━━━━━ Recorded information

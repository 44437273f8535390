//! Configuration types for the manager and for logging.
//!
//! Every type derives `serde` so a whole deployment config can be loaded from
//! JSON; missing fields fall back to [`Default`].

use std::fmt;
use std::str::FromStr;
use std::time::Duration;

use kvtx_core::{Result, StoreError};
use serde::{Deserialize, Serialize};

// ---------------------------------------------------------------------------
// Topology
// ---------------------------------------------------------------------------

/// How the Redis deployment is laid out.
#[derive(Debug, Clone, Copy, PartialEq, Eq, Default, Serialize, Deserialize)]
#[serde(rename_all = "lowercase", try_from = "String")]
pub enum Topology {
    /// One node: the first address.
    #[default]
    Standalone,
    /// Addresses are sentinel monitors; the primary is discovered by name.
    Sentinel,
    /// Addresses are cluster seed nodes.
    Cluster,
}

impl FromStr for Topology {
    type Err = StoreError;

    fn from_str(s: &str) -> Result<Self> {
        match s.trim().to_ascii_lowercase().as_str() {
            "" | "standalone" => Ok(Self::Standalone),
            "sentinel" => Ok(Self::Sentinel),
            "cluster" => Ok(Self::Cluster),
            other => Err(StoreError::InvalidConfig(format!(
                "unsupported redis mode: {other}"
            ))),
        }
    }
}

impl TryFrom<String> for Topology {
    type Error = StoreError;

    fn try_from(value: String) -> Result<Self> {
        value.parse()
    }
}

impl fmt::Display for Topology {
    fn fmt(&self, f: &mut fmt::Formatter<'_>) -> fmt::Result {
        f.write_str(match self {
            Self::Standalone => "standalone",
            Self::Sentinel => "sentinel",
            Self::Cluster => "cluster",
        })
    }
}

// ---------------------------------------------------------------------------
// ManagerConfig
// ---------------------------------------------------------------------------

/// Connection settings for [`Manager::connect`](crate::Manager::connect).
#[derive(Debug, Clone, PartialEq, Serialize, Deserialize)]
#[serde(default)]
pub struct ManagerConfig {
    pub mode: Topology,
    /// `host:port` entries. Standalone uses the first one; sentinel treats
    /// them as monitors; cluster treats them as seeds.
    pub addrs: Vec<String>,
    /// Primary name monitored by the sentinels. Required for sentinel mode.
    pub master_name: Option<String>,
    #[serde(alias = "redis_pass")]
    pub password: Option<String>,
    /// Logical database. Ignored in cluster mode.
    #[serde(alias = "redis_db")]
    pub db: i64,
    /// Bound on establishing the connection and the initial ping.
    pub connect_timeout_ms: u64,
    /// Per-call deadline on every backend call. 0 disables it.
    pub operation_timeout_ms: u64,
}

impl Default for ManagerConfig {
    fn default() -> Self {
        Self {
            mode: Topology::Standalone,
            addrs: Vec::new(),
            master_name: None,
            password: None,
            db: 0,
            connect_timeout_ms: 10_000,
            operation_timeout_ms: 0,
        }
    }
}

impl ManagerConfig {
    /// Parses a JSON document. Absent fields take their defaults.
    ///
    /// # Errors
    ///
    /// Returns [`StoreError::InvalidConfig`] if the document does not parse.
    pub fn from_json(json: &str) -> Result<Self> {
        serde_json::from_str(json).map_err(|e| StoreError::InvalidConfig(e.to_string()))
    }

    /// Checks that the addresses and names required by `mode` are present.
    ///
    /// # Errors
    ///
    /// Returns [`StoreError::InvalidConfig`] describing the first problem.
    pub fn validate(&self) -> Result<()> {
        match self.mode {
            Topology::Standalone if self.addrs.is_empty() => Err(StoreError::InvalidConfig(
                "standalone mode requires one address".to_string(),
            )),
            Topology::Sentinel
                if self.addrs.is_empty()
                    || self.master_name.as_deref().map_or(true, str::is_empty) =>
            {
                Err(StoreError::InvalidConfig(
                    "sentinel mode requires master_name and at least one address".to_string(),
                ))
            }
            Topology::Cluster if self.addrs.is_empty() => Err(StoreError::InvalidConfig(
                "cluster mode requires at least one address".to_string(),
            )),
            _ => Ok(()),
        }
    }

    #[must_use]
    pub fn connect_timeout(&self) -> Duration {
        Duration::from_millis(self.connect_timeout_ms)
    }

    /// The per-call deadline, `None` when disabled.
    #[must_use]
    pub fn operation_timeout(&self) -> Option<Duration> {
        (self.operation_timeout_ms > 0).then(|| Duration::from_millis(self.operation_timeout_ms))
    }
}

// ---------------------------------------------------------------------------
// LogConfig
// ---------------------------------------------------------------------------

/// Output format of the tracing subscriber.
#[derive(Debug, Clone, Copy, PartialEq, Eq, Default, Serialize, Deserialize)]
#[serde(rename_all = "lowercase")]
pub enum LogFormat {
    #[default]
    Pretty,
    Compact,
    /// One JSON object per event.
    Json,
}

/// Settings for [`init_tracing`](crate::init_tracing).
#[derive(Debug, Clone, PartialEq, Eq, Serialize, Deserialize)]
#[serde(default)]
pub struct LogConfig {
    /// Service name attached to the startup event.
    pub name: String,
    /// Default filter directive, overridden by `RUST_LOG` when set.
    pub level: String,
    pub format: LogFormat,
}

impl Default for LogConfig {
    fn default() -> Self {
        Self {
            name: "kvtx".to_string(),
            level: "info".to_string(),
            format: LogFormat::Pretty,
        }
    }
}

━━━━━━━━━━

Could you restate every entry verbatim, please?

## Result for this exercise
repository 44437273f8535390
//! Configuration types for the manager and for logging.
//!
//! Every type derives `serde` so a whole deployment config can be loaded from
//! JSON; missing fields fall back to [`Default`].

use std::fmt;
use std::str::FromStr;
use std::time::Duration;

use kvtx_core::{Result, StoreError};
use serde::{Deserialize, Serialize};

// ---------------------------------------------------------------------------
// Topology
// ---------------------------------------------------------------------------

/// How the Redis deployment is laid out.
#[derive(Debug, Clone, Copy, PartialEq, Eq, Default, Serialize, Deserialize)]
#[serde(rename_all = "lowercase", try_from = "String")]
pub enum Topology {
    /// One node: the first address.
    #[default]
    Standalone,
    /// Addresses are sentinel monitors; the primary is discovered by name.
    Sentinel,
    /// Addresses are cluster seed nodes.
    Cluster,
}

impl FromStr for Topology {
    type Err = StoreError;

    fn from_str(s: &str) -> Result<Self> {
        match s.trim().to_ascii_lowercase().as_str() {
            "" | "standalone" => Ok(Self::Standalone),
            "sentinel" => Ok(Self::Sentinel),
            "cluster" => Ok(Self::Cluster),
            other => Err(StoreError::InvalidConfig(format!(
                "unsupported redis mode: {other}"
            ))),
        }
    }
}

impl TryFrom<String> for Topology {
    type Error = StoreError;

    fn try_from(value: String) -> Result<Self> {
        value.parse()
    }
}

impl fmt::Display for Topology {
    fn fmt(&self, f: &mut fmt::Formatter<'_>) -> fmt::Result {
        f.write_str(match self {
            Self::Standalone => "standalone",
            Self::Sentinel => "sentinel",
            Self::Cluster => "cluster",
        })
    }
}

// ---------------------------------------------------------------------------
// ManagerConfig
// ---------------------------------------------------------------------------

/// Connection settings for [`Manager::connect`](crate::Manager::connect).
#[derive(Debug, Clone, PartialEq, Serialize, Deserialize)]
#[serde(default)]
pub struct ManagerConfig {
    pub mode: Topology,
    /// `host:port` entries. Standalone uses the first one; sentinel treats
    /// them as monitors; cluster treats them as seeds.
    pub addrs: Vec<String>,
    /// Primary name monitored by the sentinels. Required for sentinel mode.
    pub master_name: Option<String>,
    #[serde(alias = "redis_pass")]
    pub password: Option<String>,
    /// Logical database. Ignored in cluster mode.
    #[serde(alias = "redis_db")]
    pub db: i64,
    /// Bound on establishing the connection and the initial ping.
    pub connect_timeout_ms: u64,
    /// Per-call deadline on every backend call. 0 disables it.
    pub operation_timeout_ms: u64,
}

impl Default for ManagerConfig {
    fn default() -> Self {
        Self {
            mode: Topology::Standalone,
            addrs: Vec::new(),
            master_name: None,
            password: None,
            db: 0,
            connect_timeout_ms: 10_000,
            operation_timeout_ms: 0,
        }
    }
}

impl ManagerConfig {
    /// Parses a JSON document. Absent fields take their defaults.
    ///
    /// # Errors
    ///
    /// Returns [`StoreError::InvalidConfig`] if the document does not parse.
    pub fn from_json(json: &str) -> Result<Self> {
        serde_json::from_str(json).map_err(|e| StoreError::InvalidConfig(e.to_string()))
    }

    /// Checks that the addresses and names required by `mode` are present.
    ///
    /// # Errors
    ///
    /// Returns [`StoreError::InvalidConfig`] describing the first problem.
    pub fn validate(&self) -> Result<()> {
        match self.mode {
            Topology::Standalone if self.addrs.is_empty() => Err(StoreError::InvalidConfig(
                "standalone mode requires one address".to_string(),
            )),
            Topology::Sentinel
                if self.addrs.is_empty()
                    || self.master_name.as_deref().map_or(true, str::is_empty) =>
            {
                Err(StoreError::InvalidConfig(
                    "sentinel mode requires master_name and at least one address".to_string(),
                ))
            }
            Topology::Cluster if self.addrs.is_empty() => Err(StoreError::InvalidConfig(
                "cluster mode requires at least one address".to_string(),
            )),
            _ => Ok(()),
        }
    }

    #[must_use]
    pub fn connect_timeout(&self) -> Duration {
        Duration::from_millis(self.connect_timeout_ms)
    }

    /// The per-call deadline, `None` when disabled.
    #[must_use]
    pub fn operation_timeout(&self) -> Option<Duration> {
        (self.operation_timeout_ms > 0).then(|| Duration::from_millis(self.operation_timeout_ms))
    }
}

// ---------------------------------------------------------------------------
// LogConfig
// ---------------------------------------------------------------------------

/// Output format of the tracing subscriber.
#[derive(Debug, Clone, Copy, PartialEq, Eq, Default, Serialize, Deserialize)]
#[serde(rename_all = "lowercase")]
pub enum LogFormat {
    #[default]
    Pretty,
    Compact,
    /// One JSON object per event.
    Json,
}

/// Settings for [`init_tracing`](crate::init_tracing).
#[derive(Debug, Clone, PartialEq, Eq, Serialize, Deserialize)]
#[serde(default)]
pub struct LogConfig {
    /// Service name attached to the startup event.
    pub name: String,
    /// Default filter directive, overridden by `RUST_LOG` when set.
    pub level: String,
    pub format: LogFormat,
}

impl Default for LogConfig {
    fn default() -> Self {
        Self {
            name: "kvtx".to_string(),
            level: "info".to_string(),
            format: LogFormat::Pretty,
        }
    }
}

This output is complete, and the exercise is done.